Although teaching standards 2, 5 and 6 can therefore be argued as less secure, it is perhaps important to reflect why this is the case, as they appear across all types of trainee going in a second experience.
· With standard 2 being progress and outcomes, the trainees are at a disadvantage in going into their second school, as they just don’t know the children in that class. Neither will they have an understanding of children of that age group, so may not have mental “baselines” from which to extract appropriate learning expectations.
· Standards 6&5; Learning to develop tasks for a new age range is challenging in itself, to match and challenge appropriately over time. In the absence of good subject knowledge that embeds an understanding of how the subject develops, lessons can become activities that may or may not lead to secure learning and, in addition, appropriate interventions may be missed. The ability to think on their feet and adjust a task demand to evident needs of the learners might be compromised. Assessment can be further undermined, as each school is seeking to develop their own internal systems in the absence of national descriptors. The meeting with mentors showed that there were seven systems within nine mentors, including four variations of the local County system.

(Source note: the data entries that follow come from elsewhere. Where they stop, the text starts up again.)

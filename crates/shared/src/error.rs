//! 统一错误处理模块
//!
//! 定义生产者与消费者共享的错误类型，使用 thiserror 提供良好的错误信息。

use thiserror::Error;

/// 系统错误类型
#[derive(Debug, Error)]
pub enum OrderError {
    // ==================== Kafka 错误 ====================
    #[error("Kafka 错误: {0}")]
    Kafka(String),

    // ==================== 编解码错误 ====================
    #[error("序列化失败: {0}")]
    Serialization(#[from] serde_json::Error),

    // ==================== 配置错误 ====================
    #[error("配置错误: {0}")]
    Config(#[from] config::ConfigError),

    // ==================== 通用错误 ====================
    #[error("内部错误: {0}")]
    Internal(String),
}

impl OrderError {
    /// 获取错误码
    pub fn code(&self) -> &'static str {
        match self {
            Self::Kafka(_) => "KAFKA_ERROR",
            Self::Serialization(_) => "SERIALIZATION_ERROR",
            Self::Config(_) => "CONFIG_ERROR",
            Self::Internal(_) => "INTERNAL_ERROR",
        }
    }
}
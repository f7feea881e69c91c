//! 统一可观测性模块
//!
//! 提供日志、metrics 的统一初始化。生产者和消费者进程都通过 `init`
//! 单一入口配置，保证日志格式和指标命名一致。

pub mod metrics;
pub mod middleware;
pub mod tracing;

use ::tracing::info;
use anyhow::Result;

use crate::config::ObservabilityConfig;

/// 可观测性资源守卫
///
/// 持有 metrics 服务器的任务句柄，drop 时停止导出。
pub struct ObservabilityGuard {
    metrics_handle: Option<metrics::MetricsHandle>,
}

impl ObservabilityGuard {
    /// metrics 导出服务是否在运行
    pub fn metrics_enabled(&self) -> bool {
        self.metrics_handle.is_some()
    }
}

impl Drop for ObservabilityGuard {
    fn drop(&mut self) {
        if let Some(handle) = self.metrics_handle.take() {
            handle.abort();
        }
    }
}

/// 统一初始化可观测性
///
/// 初始化顺序：
/// 1. Tracing（日志）
/// 2. Metrics（Prometheus 指标，仅在配置开启时）
///
/// # Example
///
/// ```ignore
/// use order_shared::{config::AppConfig, observability};
///
/// #[tokio::main]
/// async fn main() -> anyhow::Result<()> {
///     let config = AppConfig::load("order-service")?;
///     let _guard = observability::init(&config.service_name, &config.observability).await?;
///     Ok(())
/// }
/// ```
pub async fn init(service_name: &str, config: &ObservabilityConfig) -> Result<ObservabilityGuard> {
    tracing::init(config)?;

    // 只有开启时才占用 metrics 端口
    let metrics_handle = if config.metrics_enabled {
        Some(metrics::init(service_name, config.metrics_port).await?)
    } else {
        None
    };

    info!(
        service = %service_name,
        log_format = %config.log_format,
        metrics_enabled = config.metrics_enabled,
        "Observability initialized"
    );

    Ok(ObservabilityGuard { metrics_handle })
}
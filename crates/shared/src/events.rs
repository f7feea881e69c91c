//! 订单事件模型
//!
//! 生产者从 HTTP 请求体构造 `OrderEvent`，序列化为 JSON 写入 Kafka；
//! 消费者再从消息负载还原。字段均不做校验：任意 JSON 值原样透传，
//! 显式的 `null` 照常回显，缺失字段在序列化时直接省略。

use std::borrow::Cow;

use serde::{Deserialize, Deserializer, Serialize};
use serde_json::Value;

/// 字段存在即为 `Some`，包括显式的 `null`
///
/// 配合 `#[serde(default)]` 使用：字段缺失时才是 `None`。
fn present<'de, D>(deserializer: D) -> Result<Option<Value>, D::Error>
where
    D: Deserializer<'de>,
{
    Value::deserialize(deserializer).map(Some)
}

/// 下单请求体
///
/// 只提取三个约定字段，其余字段由 serde 忽略。
#[derive(Debug, Clone, Default, PartialEq, Deserialize)]
#[serde(rename_all = "camelCase")]
pub struct OrderRequest {
    #[serde(default, deserialize_with = "present")]
    pub order_id: Option<Value>,
    #[serde(default, deserialize_with = "present")]
    pub user_email: Option<Value>,
    #[serde(default, deserialize_with = "present")]
    pub amount: Option<Value>,
}

/// 订单事件
///
/// 字段类型不做约束，`"42"` 和 `42` 都按原样回显。
#[derive(Debug, Clone, Default, PartialEq, Serialize, Deserialize)]
#[serde(rename_all = "camelCase")]
pub struct OrderEvent {
    #[serde(default, deserialize_with = "present", skip_serializing_if = "Option::is_none")]
    pub order_id: Option<Value>,
    #[serde(default, deserialize_with = "present", skip_serializing_if = "Option::is_none")]
    pub user_email: Option<Value>,
    #[serde(default, deserialize_with = "present", skip_serializing_if = "Option::is_none")]
    pub amount: Option<Value>,
}

impl OrderEvent {
    pub fn new(
        order_id: impl Into<Value>,
        user_email: impl Into<Value>,
        amount: impl Into<Value>,
    ) -> Self {
        Self {
            order_id: Some(order_id.into()),
            user_email: Some(user_email.into()),
            amount: Some(amount.into()),
        }
    }

    /// 从下单请求构造事件
    pub fn from_request(req: OrderRequest) -> Self {
        Self {
            order_id: req.order_id,
            user_email: req.user_email,
            amount: req.amount,
        }
    }

    /// Kafka 消息 key
    ///
    /// 同一订单的消息路由到同一分区。字符串 orderId 原样使用，
    /// 其他类型取其 JSON 文本；缺失或为 `null` 时不设置 key。
    pub fn message_key(&self) -> Option<Cow<'_, str>> {
        match self.order_id.as_ref()? {
            Value::Null => None,
            Value::String(s) => Some(Cow::Borrowed(s)),
            other => Some(Cow::Owned(other.to_string())),
        }
    }
}

impl From<OrderRequest> for OrderEvent {
    fn from(req: OrderRequest) -> Self {
        Self::from_request(req)
    }
}

#[cfg(test)]
mod tests {
    use super::*;
    use serde_json::json;

    #[test]
    fn test_event_wire_format_is_camel_case() {
        let event = OrderEvent::new("O1", "a@b.com", 42);
        let value = serde_json::to_value(&event).unwrap();
        assert_eq!(
            value,
            json!({"orderId": "O1", "userEmail": "a@b.com", "amount": 42})
        );
    }

    #[test]
    fn test_from_request_copies_only_known_fields() {
        let req: OrderRequest = serde_json::from_value(json!({
            "orderId": "O2",
            "userEmail": "c@d.com",
            "amount": 19.5,
            "coupon": "SPRING"
        }))
        .unwrap();

        let event = OrderEvent::from_request(req);
        assert_eq!(event.order_id, Some(json!("O2")));
        assert_eq!(event.user_email, Some(json!("c@d.com")));
        assert_eq!(event.amount, Some(json!(19.5)));
        assert_eq!(event.message_key().as_deref(), Some("O2"));
    }

    #[test]
    fn test_missing_fields_are_omitted() {
        let req: OrderRequest = serde_json::from_value(json!({"userEmail": "x@y.z"})).unwrap();
        let event = OrderEvent::from(req);

        assert_eq!(event.message_key(), None);
        assert_eq!(
            serde_json::to_string(&event).unwrap(),
            r#"{"userEmail":"x@y.z"}"#
        );
    }

    #[test]
    fn test_integer_amount_is_not_widened() {
        let event: OrderEvent = serde_json::from_str(r#"{"orderId":"O1","amount":42}"#).unwrap();
        assert_eq!(event.amount.unwrap().to_string(), "42");
    }

    #[test]
    fn test_fields_of_any_type_pass_through() {
        let body = r#"{"orderId":1,"userEmail":null,"amount":"42"}"#;

        let req: OrderRequest = serde_json::from_str(body).unwrap();
        let event = OrderEvent::from(req);
        assert_eq!(event.user_email, Some(Value::Null));
        assert_eq!(event.message_key().as_deref(), Some("1"));
        assert_eq!(serde_json::to_string(&event).unwrap(), body);

        // 消费者侧解码同一负载
        let decoded: OrderEvent = serde_json::from_slice(body.as_bytes()).unwrap();
        assert_eq!(decoded, event);
    }

    #[test]
    fn test_null_order_id_has_no_key() {
        let event: OrderEvent = serde_json::from_str(r#"{"orderId":null}"#).unwrap();
        assert_eq!(event.order_id, Some(Value::Null));
        assert_eq!(event.message_key(), None);
    }
}
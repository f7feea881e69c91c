//! 测试辅助工具模块

mod kafka_helper;

pub use kafka_helper::*;

pub fn brokers() -> String {
    std::env::var("KAFKA_BROKERS").unwrap_or_else(|_| "localhost:9092".to_string())
}

pub fn order_service_url() -> String {
    std::env::var("ORDER_SERVICE_URL").unwrap_or_else(|_| "http://localhost:3000".to_string())
}

/// 每次运行唯一的订单号前缀，用于从共享 topic 中筛出本次用例的消息
pub fn run_prefix() -> String {
    format!("e2e-{}", uuid::Uuid::new_v4().simple())
}
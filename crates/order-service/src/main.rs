//! 订单服务
//!
//! 提供下单 HTTP 接口，将订单事件发布到 Kafka。

use std::process::ExitCode;

use order_service::OrderService;
use order_shared::{config::AppConfig, observability, shutdown::shutdown_signal};
use tracing::error;

const SERVICE_NAME: &str = "order-service";

#[tokio::main]
async fn main() -> ExitCode {
    match run().await {
        Ok(()) => ExitCode::SUCCESS,
        Err(e) => {
            error!(error = %format!("{e:#}"), "{SERVICE_NAME} 启动或运行失败");
            // 日志尚未初始化时同样要让调用方看到失败原因
            eprintln!("{SERVICE_NAME} failed: {e:#}");
            ExitCode::FAILURE
        }
    }
}

async fn run() -> anyhow::Result<()> {
    let config = AppConfig::load(SERVICE_NAME)?;
    let guard = observability::init(&config.service_name, &config.observability).await?;

    tracing::info!(
        brokers = %config.kafka.brokers,
        addr = %config.server_addr(),
        metrics = guard.metrics_enabled(),
        "Starting {SERVICE_NAME}..."
    );

    OrderService::new(config)?.run(shutdown_signal()).await
}
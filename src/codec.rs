//! `tokio_util` codec adapter for transports built on framed streams.
//!
//! The core decoder is transport-agnostic; this adapter lets connections
//! built on `FramedRead` drive it directly from their receive buffer. Each
//! decoded item is one [`ResponseFrame`]; intermediate multi-entry frames
//! surface as separate items with `is_final == false`.

use std::io;

use bytes::BytesMut;
use tokio_util::codec::Decoder;

use crate::{
    decoder::{DecoderConfig, ResponseDecoder},
    error::DecodeError,
    frame::ResponseFrame,
};

/// Decoder adapter wiring a [`ResponseDecoder`] into `tokio_util` framing.
///
/// Decode-only: request encoding belongs to the command side of the client
/// and is not part of this crate.
#[derive(Debug)]
pub struct GibsonClientCodec {
    decoder: ResponseDecoder,
}

impl GibsonClientCodec {
    #[must_use]
    pub fn new(config: DecoderConfig) -> Self {
        Self {
            decoder: ResponseDecoder::new(config),
        }
    }

    /// Access the underlying decoder, e.g. to check idleness on shutdown.
    #[must_use]
    pub fn decoder(&self) -> &ResponseDecoder { &self.decoder }
}

impl Decoder for GibsonClientCodec {
    type Item = ResponseFrame;
    type Error = DecodeError;

    fn decode(&mut self, src: &mut BytesMut) -> Result<Option<Self::Item>, Self::Error> {
        self.decoder.poll_frame(src)
    }

    fn decode_eof(&mut self, src: &mut BytesMut) -> Result<Option<Self::Item>, Self::Error> {
        if let Some(frame) = self.decode(src)? {
            return Ok(Some(frame));
        }
        if src.is_empty() && self.decoder.is_idle() {
            return Ok(None);
        }
        // EOF mid-response: either unconsumed trailing bytes or a
        // partially-decoded frame.
        Err(DecodeError::Io(io::Error::new(
            io::ErrorKind::UnexpectedEof,
            "connection closed mid-response",
        )))
    }
}
//! Streaming decoder for the Gibson key-value cache wire protocol.
//!
//! This crate turns the incrementally-arriving byte stream of a Gibson
//! server connection into fully-decoded response frames, handling partial
//! network reads at every boundary. The transport owns the socket and the
//! read loop; it feeds buffered bytes through a [`ByteCursor`] and receives
//! frames through a [`ResponseSink`] (or the `tokio_util` codec adapter,
//! [`GibsonClientCodec`]).
//!
//! Request encoding, connection lifecycle, and retry policy are out of
//! scope and belong to the surrounding client.

pub mod codec;
pub mod cursor;
pub mod decoder;
pub mod error;
pub mod frame;
pub mod sink;
pub mod status;
pub mod test_helpers;
pub mod width;

pub use codec::GibsonClientCodec;
pub use cursor::{ByteCursor, RecvBuffer};
pub use decoder::{DecoderConfig, ResponseDecoder};
pub use error::DecodeError;
pub use frame::{Entry, ResponseBody, ResponseFrame};
pub use sink::{CollectedFrames, ResponseSink};
pub use status::{BodyShape, StatusCode};
pub use width::AddrWidth;
//! Reply status taxonomy for the Gibson wire protocol.
//!
//! Every reply opens with a 2-byte little-endian status code. The code
//! determines both the semantic outcome of the query and the shape of the
//! bytes that follow the header.

/// Status code carried in the first two bytes of every reply.
#[derive(Clone, Copy, Debug, PartialEq, Eq, Hash)]
pub enum StatusCode {
    /// Generic error while executing the query.
    Error,
    /// The requested key does not exist.
    NotFound,
    /// A numeric argument (TTL or TIME) was invalid.
    InvalidNumber,
    /// The server hit its configured memory limit and refuses new values
    /// until its freeing routine runs.
    MemoryLimit,
    /// The key is held by a LOCK or MLOCK query.
    Locked,
    /// Success with no payload.
    Ok,
    /// Success; a single length-prefixed value follows.
    Value,
    /// Success; a counted set of key/value pairs follows.
    MultiValue,
    /// A code outside the known taxonomy. Decoded like [`StatusCode::Value`]
    /// so unrecognised success-shaped replies stay readable; whether the
    /// status is semantically an error is the consumer's call.
    Unknown(u16),
}

/// Shape of the bytes following a reply header.
#[derive(Clone, Copy, Debug, PartialEq, Eq)]
pub enum BodyShape {
    /// Header only; the frame resolves as soon as the header is consumed.
    None,
    /// `body_len` bytes of payload follow.
    Fixed,
    /// `total_entries` length-prefixed key/value pairs follow.
    MultiEntry,
}

impl StatusCode {
    /// Map a raw wire code onto the taxonomy.
    #[must_use]
    pub const fn from_raw(raw: u16) -> Self {
        match raw {
            0x00 => Self::Error,
            0x01 => Self::NotFound,
            0x02 => Self::InvalidNumber,
            0x03 => Self::MemoryLimit,
            0x04 => Self::Locked,
            0x05 => Self::Ok,
            0x06 => Self::Value,
            0x07 => Self::MultiValue,
            other => Self::Unknown(other),
        }
    }

    /// The raw wire code.
    #[must_use]
    pub const fn as_raw(self) -> u16 {
        match self {
            Self::Error => 0x00,
            Self::NotFound => 0x01,
            Self::InvalidNumber => 0x02,
            Self::MemoryLimit => 0x03,
            Self::Locked => 0x04,
            Self::Ok => 0x05,
            Self::Value => 0x06,
            Self::MultiValue => 0x07,
            Self::Unknown(raw) => raw,
        }
    }

    /// Body shape implied by this status.
    #[must_use]
    pub const fn body_shape(self) -> BodyShape {
        match self {
            Self::Value | Self::Unknown(_) => BodyShape::Fixed,
            Self::MultiValue => BodyShape::MultiEntry,
            _ => BodyShape::None,
        }
    }

    /// Whether the server reported the query as failed.
    ///
    /// `NotFound` is excluded: an absent key is a result, not a failure.
    #[must_use]
    pub const fn is_server_error(self) -> bool {
        matches!(
            self,
            Self::Error | Self::InvalidNumber | Self::MemoryLimit | Self::Locked
        )
    }
}
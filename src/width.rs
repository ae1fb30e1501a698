//! Address-width configuration for length and count fields.

use std::io;

use bytes::{BufMut, BytesMut};

/// Byte width of every length and count field on the wire.
///
/// Gibson servers are built for either a 32-bit or a 64-bit address space
/// and emit length prefixes to match. The width is fixed when the decoder is
/// constructed and never inferred per message.
#[derive(Clone, Copy, Debug, PartialEq, Eq)]
pub enum AddrWidth {
    /// 4-byte little-endian lengths and counts.
    U32,
    /// 8-byte little-endian lengths and counts.
    U64,
}

impl AddrWidth {
    /// Number of bytes occupied by one length or count field.
    #[must_use]
    pub const fn bytes(self) -> usize {
        match self {
            Self::U32 => 4,
            Self::U64 => 8,
        }
    }

    /// Decode a length field from the first [`Self::bytes`] bytes of `src`.
    ///
    /// # Panics
    ///
    /// Panics if `src` is shorter than the field width. Callers peek the
    /// full field before decoding it.
    #[must_use]
    pub fn read_len(self, src: &[u8]) -> u64 {
        match self {
            Self::U32 => u64::from(u32::from_le_bytes(
                src[..4].try_into().expect("peeked 4 bytes"),
            )),
            Self::U64 => u64::from_le_bytes(src[..8].try_into().expect("peeked 8 bytes")),
        }
    }

    /// Append `len` to `dst` encoded at this width.
    ///
    /// The decoder never writes length fields; this exists for the
    /// synthetic-reply encoders used in tests.
    ///
    /// # Errors
    ///
    /// Returns [`io::ErrorKind::InvalidInput`] if `len` does not fit in the
    /// field width.
    pub fn write_len(self, len: u64, dst: &mut BytesMut) -> io::Result<()> {
        match self {
            Self::U32 => {
                let v = u32::try_from(len).map_err(|_| {
                    io::Error::new(io::ErrorKind::InvalidInput, "length exceeds 32-bit field")
                })?;
                dst.put_u32_le(v);
            }
            Self::U64 => dst.put_u64_le(len),
        }
        Ok(())
    }
}
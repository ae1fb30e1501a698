//! Integration tests driving the decoder through the `tokio_util` codec
//! adapter, the way a framed transport would.

use bytes::BytesMut;
use futures::StreamExt;
use gibson_wire::{
    AddrWidth,
    DecoderConfig,
    GibsonClientCodec,
    ResponseBody,
    StatusCode,
    test_helpers::{encode_multi, encode_status, encode_value},
};
use tokio::io::AsyncWriteExt;
use tokio_util::codec::{Decoder, FramedRead};

#[tokio::test]
async fn framed_read_yields_frames_in_wire_order() {
    let width = AddrWidth::U32;
    let mut wire = BytesMut::new();
    wire.extend_from_slice(&encode_status(width, StatusCode::Ok, 0));
    wire.extend_from_slice(&encode_value(width, 0, b"hello"));
    wire.extend_from_slice(&encode_multi(width, 0, &[(b"k", b"v")]));

    let (mut tx, rx) = tokio::io::duplex(16);
    let writer = tokio::spawn(async move {
        // Deliberately awkward chunking to land writes inside headers,
        // length prefixes, and payloads.
        for chunk in wire.chunks(3) {
            tx.write_all(chunk).await.expect("write chunk");
        }
        tx.shutdown().await.expect("shutdown");
    });

    let mut framed = FramedRead::new(rx, GibsonClientCodec::new(DecoderConfig::new(width)));
    let mut frames = Vec::new();
    while let Some(item) = framed.next().await {
        frames.push(item.expect("decode"));
    }
    writer.await.expect("writer task");

    assert_eq!(frames.len(), 3);
    assert_eq!(frames[0].body, ResponseBody::Ok);
    assert_eq!(frames[1].value().map(AsRef::as_ref), Some(&b"hello"[..]));
    assert_eq!(frames[2].entries().map(<[_]>::len), Some(1));
    assert!(frames.iter().all(|f| f.is_final));
}

#[tokio::test]
async fn eof_mid_response_surfaces_unexpected_eof() {
    let width = AddrWidth::U32;
    let wire = encode_value(width, 0, b"abcdef");
    let (mut tx, rx) = tokio::io::duplex(64);
    tx.write_all(&wire[..wire.len() - 2]).await.expect("write");
    drop(tx);

    let mut framed = FramedRead::new(rx, GibsonClientCodec::new(DecoderConfig::new(width)));
    let first = framed.next().await.expect("stream yields the failure");
    let err = first.expect_err("truncated response must not decode");
    let io: std::io::Error = err.into();
    assert_eq!(io.kind(), std::io::ErrorKind::UnexpectedEof);
}

#[test]
fn codec_decode_reports_starvation_as_none() {
    let width = AddrWidth::U64;
    let wire = encode_value(width, 0, b"xy");
    let mut codec = GibsonClientCodec::new(DecoderConfig::new(width));

    let mut buf = BytesMut::new();
    buf.extend_from_slice(&wire[..wire.len() - 1]);
    assert!(codec.decode(&mut buf).expect("starvation is not an error").is_none());
    assert!(!codec.decoder().is_idle());

    buf.extend_from_slice(&wire[wire.len() - 1..]);
    let frame = codec
        .decode(&mut buf)
        .expect("decode")
        .expect("payload complete");
    assert_eq!(frame.value().map(AsRef::as_ref), Some(&b"xy"[..]));
    assert!(codec.decoder().is_idle());
}

#[test]
fn codec_surfaces_multi_entry_partials_as_items() {
    let width = AddrWidth::U32;
    let wire = encode_multi(width, 0, &[(b"k1", b"v1"), (b"k2", b"v2")]);
    let header_len = 2 + 1 + 4 + 4;
    let entry_len = 4 + 2 + 4 + 2;
    let split = header_len + entry_len + 1;

    let mut codec = GibsonClientCodec::new(DecoderConfig::new(width));
    let mut buf = BytesMut::new();
    buf.extend_from_slice(&wire[..split]);

    let partial = codec
        .decode(&mut buf)
        .expect("decode")
        .expect("one buffered entry");
    assert!(!partial.is_final);
    assert_eq!(partial.entries_delivered, 1);
    assert_eq!(partial.entries_expected, 2);

    buf.extend_from_slice(&wire[split..]);
    let fin = codec
        .decode(&mut buf)
        .expect("decode")
        .expect("set complete");
    assert!(fin.is_final);
    assert_eq!(fin.entries_delivered, 2);
    assert!(buf.is_empty());
}
//! Response-consumer capability.

use crate::frame::ResponseFrame;

/// Consumer of decoded frames, owned by the transport.
///
/// The transport typically keys delivery off a FIFO of pending requests:
/// [`deliver_complete`](Self::deliver_complete) finishes the request at the
/// head of the queue, while [`deliver_partial`](Self::deliver_partial)
/// keeps it active for the remainder of a multi-entry reply. Frames arrive
/// in wire order.
pub trait ResponseSink {
    /// Final frame of the current response.
    fn deliver_complete(&mut self, frame: ResponseFrame);

    /// Intermediate multi-entry frame; more frames follow for the same
    /// request.
    fn deliver_partial(&mut self, frame: ResponseFrame);
}

/// Sink that records every delivered frame in order.
///
/// Useful for tests and for simple clients that issue one request at a
/// time.
#[derive(Debug, Default)]
pub struct CollectedFrames {
    frames: Vec<ResponseFrame>,
}

impl CollectedFrames {
    #[must_use]
    pub fn new() -> Self { Self::default() }

    /// Frames delivered so far, in wire order.
    #[must_use]
    pub fn frames(&self) -> &[ResponseFrame] { &self.frames }

    /// Consume the sink, yielding the delivered frames.
    #[must_use]
    pub fn into_frames(self) -> Vec<ResponseFrame> { self.frames }
}

impl ResponseSink for CollectedFrames {
    fn deliver_complete(&mut self, frame: ResponseFrame) { self.frames.push(frame); }

    fn deliver_partial(&mut self, frame: ResponseFrame) { self.frames.push(frame); }
}
//! govindex-core: entity model and store contracts for replaying contract
//! logs into queryable entities.
//!
//! # Architecture
//!
//! ```text
//! LogFetcher → Replay engine ──┬── HandlerRegistry (signature → reduce fn)
//!                              └── EntityStore     (atomic flush + indexes)
//!                                       ↑
//!                         ReadOnlyEntityStore ← pagination / queries
//! ```

pub mod entity;
pub mod error;
pub mod handler;
pub mod indexer;
pub mod keys;
pub mod sort_key;
pub mod store;
pub mod types;

pub use entity::{
    EntityDefinition, EntityDefinitions, EntityKey, EntityUpdates, EntityWithMetadata,
    FinalizedUpdate, IndexDefinition,
};
pub use error::{IndexerError, ReduceError};
pub use handler::{ContractEvent, HandlerRegistry, ReduceFn};
pub use indexer::{IndexerConfig, IndexerState, RetryConfig};
pub use store::{
    EntityStore, IndexScan, IndexedEntity, ReadOnlyEntityStore, ReducerCheckpoint, ScanPosition,
};
pub use types::{BlockIdentifier, LogFilter, RawLog};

· An early meeting with the teacher mentors leading the second experience enabled discussion of issues that arose in earlier cohorts, seeking to pre-empt some of the issues that might simply be a constituent part of the second experience.
· As a result, these areas were a focus for mentor-trainee discussion.
· Trainees were charged with monitoring progress and interventions over their five weeks of experience. They had to unpick the detail of learning from interactions and outcomes to understand ideas behind progress.
Reflections
Trainee reflection time. With the inevitable pressures of such a route, built in (collaborative peer) reflection/ weekly review time would seem a necessary element to consider, when reviewing the programme as a whole. These trainees don’t often have the luxury of non-timetabled time with peers, as a traditional undergrad or post-grad might have. Where two trainees are together in a school, they have this opportunity, which is much valued.
The breadth of teaching standard 2, as progress and outcomes, covering year 1 to year 6, is one that would repay some developmental thought, to create exemplar material that demonstrates the development from EYFS (year 1) to year 6, within the current curriculum, especially in English and Maths.
To exemplify TS2 further, regular moderation activities between the trainee and the class teacher could result in a portfolio unpicking progress in different subjects, but also introduce the trainees to the need for regular evaluation to inform teaching practice.
In the main, the trainees are on track to achieve at a good or better level at the end of their training year. They would all benefit from considerable additional reflection time looking at the 2, 6, 5 dynamic, working to fine tune their approaches, including personalisation to evident needs. This will need to be an action on the mentors in their second half year experience.
Their specific need in returning to their substantive experience, is
· to develop (with support) their own medium term plans,
· to unpick the detail of learning from outline intention through their own actions,
· understanding subject development over time,
· creating challenging tasks appropriate to the children’s needs,
· interacting with learning giving appropriate supportive feedback and guidance,
· making rational decisions based on outcome,
· interacting with anomalies
· and evaluating outcomes.
In other words, refining, or recalibrating themselves as whole class teachers, taking ever greater responsibility for progress, preparing for their own classes in September.